Beekeeping in the Digital Age

Column #17: The Beekeeper's Home Pages


Dr. Malcolm T. Sanford

The World Wide Web began only a few years ago.  The first beekeeping home page I can remember was put up by a graduate student named Jordan Schwartz at the University of Washington.   I can recall thinking at that time that this was a consequence of the digital revolution.   A person relatively unknown in the beekeeping world could lay claim to the first  page on the World Wide Web with this ambitious title.   There's one reason;  he was there first.   Mr. Schwartz has now changed his site's title to the Beekeepers Reference Page.   Domain names are somewhat different.  Mr. Gilles Ratia, for example, has purchased the right to use and, but no one can really lay claim to having the definitive beekeeping home page, although occasionally someone will give it a try.  One site gets A for effort.   It is is put up by Ron Miksha in Calgary, Alberta, Canada.  The URL is:  

Ron  calls his site the Beekeeper's Homepages.   On the first page he says, " Everything you want to know about beekeeping, honey, and honey bees is right here! (O.K., not everything!)."   That's about as pretentious at you will find here; in the end, of course, the author gives up the original goal as unrealistic.  Indeed, a visitor to Mr. Miksha's site has difficulty finding out the developer's name at all.  In response to my e-mail query, he sent  the following:  "I've been getting stung for forty-five years, being a member   of a family bee business that started in the 1930s. One of my older brothers is David, a queen breeder in Groveland, Florida.  Members of our family ran independently owned and operated honey farms. I took off for Saskatchewan in the 1970s, continued to raise queens in Florida until the (Canadian) border was slammed shut.  My degrees are in geophysics and today I live and work in Calgary, Alberta, in a field unrelated to bugs. I still keep a handful of bees in the Rocky Mountain foothills and I am president of the Calgary and Area Beekeeper's Club.  I try to work a few hours (no more than 4) each month on my site, doing all the coding with nothing more sophisticated than a text editor. I gather what gossip I can and pass it off as unfiltered news. Surprisingly few people have complained. I started the web site in 1995, when only four other web pages for beekeepers existed. I saw interest (and, of course, web use) move traffic from 30 visitors the first week to an average of 1800 per week today."

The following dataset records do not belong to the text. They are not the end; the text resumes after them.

// Demo mode: a scripted host session driving the live loop end to end
//
// The "host" here is a tiny mail client built on the in-memory document:
// - a read view with an earlier message (must never be touched)
// - reply windows that open with quoted history pre-filled
// - a user who types, pastes forwarded headers and quotes a proverb
// - a compose window in French, and a window being closed
//
// The discovery loop and per-root watchers run as tasks alongside the script;
// every sweep event they publish is narrated as it happens.
//
// Run with: replysweep demo --step-ms 400

use crate::config::Config;
use crate::discovery::DiscoveryLoop;
use crate::dom::{lock_document, Document, NodeId, SharedDocument};
use crate::events::{Stats, SweepEvent};
use crate::heuristics::HeuristicSet;
use crate::journal::Journal;
use anyhow::Result;
use std::sync::Arc;
use std::time::Duration;
use tokio::sync::mpsc;
use tokio::time::{sleep_until, Instant};

/// One scripted host action
#[derive(Debug, Clone)]
enum HostAction {
    /// Reply window whose client pre-fills a marked quote of the thread
    OpenReply {
        attribution: &'static str,
        quoted: &'static str,
    },
    /// Compose window whose initial lines come from elsewhere (no marker)
    OpenCompose { lines: &'static [&'static str] },
    /// The user types one line into a compose window
    TypeLine {
        compose: usize,
        text: &'static str,
    },
    /// The user pastes a block of lines wrapped in one container
    Paste {
        compose: usize,
        lines: &'static [&'static str],
    },
    /// The user inserts a blockquote
    Quote {
        compose: usize,
        text: &'static str,
    },
    /// The host closes a compose window
    Close { compose: usize },
}

impl HostAction {
    fn describe(&self) -> String {
        match self {
            HostAction::OpenReply { .. } => {
                "Host opens a reply window (quoted thread pre-filled)".to_string()
            }
            HostAction::OpenCompose { .. } => {
                "Host opens a compose window with a French reply header".to_string()
            }
            HostAction::TypeLine { compose, text } => {
                format!("User types in #{}: {:?}", compose + 1, text)
            }
            HostAction::Paste { compose, lines } => {
                format!("User pastes {} header lines into #{}", lines.len(), compose + 1)
            }
            HostAction::Quote { compose, text } => {
                format!("User quotes in #{}: {:?}", compose + 1, text)
            }
            HostAction::Close { compose } => format!("Host closes compose window #{}", compose + 1),
        }
    }
}

fn script() -> Vec<HostAction> {
    vec![
        HostAction::OpenReply {
            attribution: "On Mon, Mar 3, 2025 at 9:12 AM, Dana Ortiz <dana@example.com> wrote:",
            quoted: "Can you send the slides before Thursday?",
        },
        HostAction::TypeLine {
            compose: 0,
            text: "Hi Dana, slides attached.",
        },
        HostAction::Paste {
            compose: 0,
            lines: &[
                "From: Sam Lee <sam@example.com>",
                "Sent: Friday, February 28, 2025 4:40 PM",
                "Subject: Q1 slides",
            ],
        },
        HostAction::Quote {
            compose: 0,
            text: "Measure twice, cut once.",
        },
        HostAction::OpenCompose {
            lines: &[
                "Merci pour les chiffres.",
                "Le lun. 3 mars 2025 à 10:00, Camille Roux <camille@example.fr> a écrit :",
            ],
        },
        HostAction::Close { compose: 0 },
    ]
}

/// Host-side state: the document and the compose windows it opened
struct Host {
    document: SharedDocument,
    /// (window shell, editable root) per opened compose window
    windows: Vec<(NodeId, NodeId)>,
    read_view: NodeId,
}

impl Host {
    fn new() -> Self {
        let mut doc = Document::new();
        let body = doc.body();
        let read_view = doc.append_element(body, "div", &[("class", "message-view")]);
        let message = doc.append_element(read_view, "div", &[("class", "message")]);
        doc.append_text(message, "Thanks all, see the notes below.");
        let quote = doc.append_element(message, "blockquote", &[]);
        doc.append_text(quote, "On Sun, Mar 2, 2025 at 8:00 PM, Ana <ana@example.com> wrote:");

        Self {
            document: doc.into_shared(),
            windows: Vec::new(),
            read_view,
        }
    }

    fn open_window(doc: &mut Document) -> (NodeId, NodeId) {
        let body = doc.body();
        let shell = doc.append_element(body, "div", &[("class", "compose-window")]);
        let root = doc.append_element(
            shell,
            "div",
            &[("contenteditable", "true"), ("role", "textbox"), ("class", "Am Al editable")],
        );
        (shell, root)
    }

    fn root(&self, compose: usize) -> Option<NodeId> {
        self.windows.get(compose).map(|(_, root)| *root)
    }

    fn apply(&mut self, action: &HostAction) {
        let document = self.document.clone();
        let mut doc = lock_document(&document);

        match action {
            HostAction::OpenReply {
                attribution,
                quoted,
            } => {
                let (shell, root) = Self::open_window(&mut doc);
                doc.append_element(root, "br", &[]);
                let marker = doc.append_element(root, "div", &[("class", "gmail_quote")]);
                let header = doc.append_element(marker, "div", &[("class", "gmail_attr")]);
                doc.append_text(header, attribution);
                let quote = doc.append_element(marker, "blockquote", &[]);
                doc.append_text(quote, quoted);
                self.windows.push((shell, root));
            }
            HostAction::OpenCompose { lines } => {
                let (shell, root) = Self::open_window(&mut doc);
                for line in *lines {
                    let div = doc.append_element(root, "div", &[]);
                    doc.append_text(div, line);
                }
                self.windows.push((shell, root));
            }
            HostAction::TypeLine { compose, text } => {
                if let Some(root) = self.root(*compose) {
                    let div = doc.append_element(root, "div", &[]);
                    doc.append_text(div, text);
                }
            }
            HostAction::Paste { compose, lines } => {
                if let Some(root) = self.root(*compose) {
                    let wrapper = doc.append_element(root, "div", &[]);
                    for line in *lines {
                        let div = doc.append_element(wrapper, "div", &[]);
                        doc.append_text(div, line);
                    }
                }
            }
            HostAction::Quote { compose, text } => {
                if let Some(root) = self.root(*compose) {
                    let quote = doc.append_element(root, "blockquote", &[]);
                    doc.append_text(quote, text);
                }
            }
            HostAction::Close { compose } => {
                if let Some((shell, _)) = self.windows.get(*compose) {
                    doc.remove(*shell);
                }
            }
        }
    }
}

/// Narrates events and forwards them to the journal
struct Narrator {
    started: Instant,
    stats: Stats,
    journal: Option<Journal>,
}

impl Narrator {
    fn record(&mut self, event: SweepEvent) {
        let elapsed = self.started.elapsed().as_secs_f64();
        // No-op sweeps are the expected echo of a removal; keep them quiet
        let quiet = matches!(event, SweepEvent::SweepCompleted { removed: 0, .. });
        if !quiet {
            println!("      [+{:>5.2}s] {}", elapsed, event.describe());
        }
        self.stats.record(&event);

        if let Some(journal) = &self.journal {
            if let Err(e) = journal.write_event(&event) {
                tracing::error!("Failed to journal event: {:?}", e);
            }
        }
    }

    /// Narrate whatever arrives until `wait` has passed
    async fn settle(&mut self, events: &mut mpsc::UnboundedReceiver<SweepEvent>, wait: Duration) {
        let deadline = Instant::now() + wait;
        loop {
            tokio::select! {
                Some(event) = events.recv() => self.record(event),
                _ = sleep_until(deadline) => break,
            }
        }
    }
}

/// Run the scripted session
pub async fn run_demo(mut config: Config, session_id: &str, step_ms: u64) -> Result<()> {
    let step = Duration::from_millis(step_ms);

    // Scale the discovery timings to the script's pace
    config.discovery.initial_delay_ms = step_ms;
    config.discovery.poll_interval_ms = step_ms.saturating_mul(3);

    let journal = if config.journal.enabled {
        let journal = Journal::new(config.journal.dir.clone(), session_id.to_string())?;
        println!("  Journal: {}", journal.path().display());
        Some(journal)
    } else {
        None
    };

    let mut host = Host::new();
    let heuristics = Arc::new(HeuristicSet::from_config(&config.heuristics));
    let (tx, mut events) = mpsc::unbounded_channel();
    let discovery = DiscoveryLoop::new(host.document.clone(), heuristics, &config).with_events(tx);
    let discovery_task = tokio::spawn(discovery.serve());

    let mut narrator = Narrator {
        started: Instant::now(),
        stats: Stats::default(),
        journal,
    };

    for action in script() {
        println!("  ▸ {}", action.describe());
        host.apply(&action);
        // Long enough for the first discovery run and a poll tick to land
        narrator.settle(&mut events, step.saturating_mul(2)).await;
    }
    narrator.settle(&mut events, step.saturating_mul(4)).await;

    discovery_task.abort();

    let doc = lock_document(&host.document);
    let read_view_intact = doc
        .text_content(host.read_view)
        .contains("Ana <ana@example.com> wrote:");

    println!();
    println!("  Final document:");
    for (i, (shell, _)) in host.windows.iter().enumerate() {
        if doc.is_connected(*shell) {
            println!("    compose #{}: {}", i + 1, doc.outer_html(*shell));
        } else {
            println!("    compose #{}: (closed)", i + 1);
        }
    }
    println!("    read view: {}", doc.outer_html(host.read_view));
    println!();

    let Stats {
        roots_attached,
        roots_released,
        sweeps,
        noop_sweeps,
        nodes_removed,
    } = narrator.stats;
    println!(
        "  {} roots attached, {} released, {} nodes removed, {} sweeps ({} no-op)",
        roots_attached, roots_released, nodes_removed, sweeps, noop_sweeps
    );
    println!("  {} observers still registered", doc.observer_count());
    println!(
        "  Read view untouched: {}",
        if read_view_intact { "yes" } else { "NO" }
    );

    tracing::info!(
        roots_attached,
        nodes_removed,
        sweeps,
        "Demo finished"
    );
    Ok(())
}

Ron Miksha's  work has produced a comprehensive listing of home pages related to apiculture.  These run the gamut from meetings and events to comb honey, which Mr. Miksha sells.  The former lists meetings not only in Canada (Ontario), but world wide.   The Second International Conference on honey bee mites in Tucson, Arizona is given billing as is the  7th IBRA Conference on Tropical Bees, to be held March 19-25, 2000, Lotus Hotel Pang Suan Kaew, 99/44 Huay Kaew Road, Chiang Mai 50200 , Thailand.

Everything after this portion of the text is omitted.